(What to work on):
Reproduce each line of the data exactly as it is.
──────────────────────────────
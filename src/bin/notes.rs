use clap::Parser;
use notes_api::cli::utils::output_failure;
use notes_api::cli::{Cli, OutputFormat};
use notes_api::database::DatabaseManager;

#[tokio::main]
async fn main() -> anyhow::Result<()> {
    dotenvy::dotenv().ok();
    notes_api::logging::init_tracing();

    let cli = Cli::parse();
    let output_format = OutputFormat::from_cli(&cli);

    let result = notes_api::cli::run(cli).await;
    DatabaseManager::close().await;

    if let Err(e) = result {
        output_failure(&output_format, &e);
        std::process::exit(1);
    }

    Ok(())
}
──────────────────────────────
(Expected answer):
filename src/bin/notes.rs
use clap::Parser;
use notes_api::cli::utils::output_failure;
use notes_api::cli::{Cli, OutputFormat};
use notes_api::database::DatabaseManager;

#[tokio::main]
async fn main() -> anyhow::Result<()> {
    dotenvy::dotenv().ok();
    notes_api::logging::init_tracing();

    let cli = Cli::parse();
    let output_format = OutputFormat::from_cli(&cli);

    let result = notes_api::cli::run(cli).await;
    DatabaseManager::close().await;

    if let Err(e) = result {
        output_failure(&output_format, &e);
        std::process::exit(1);
    }

    Ok(())
}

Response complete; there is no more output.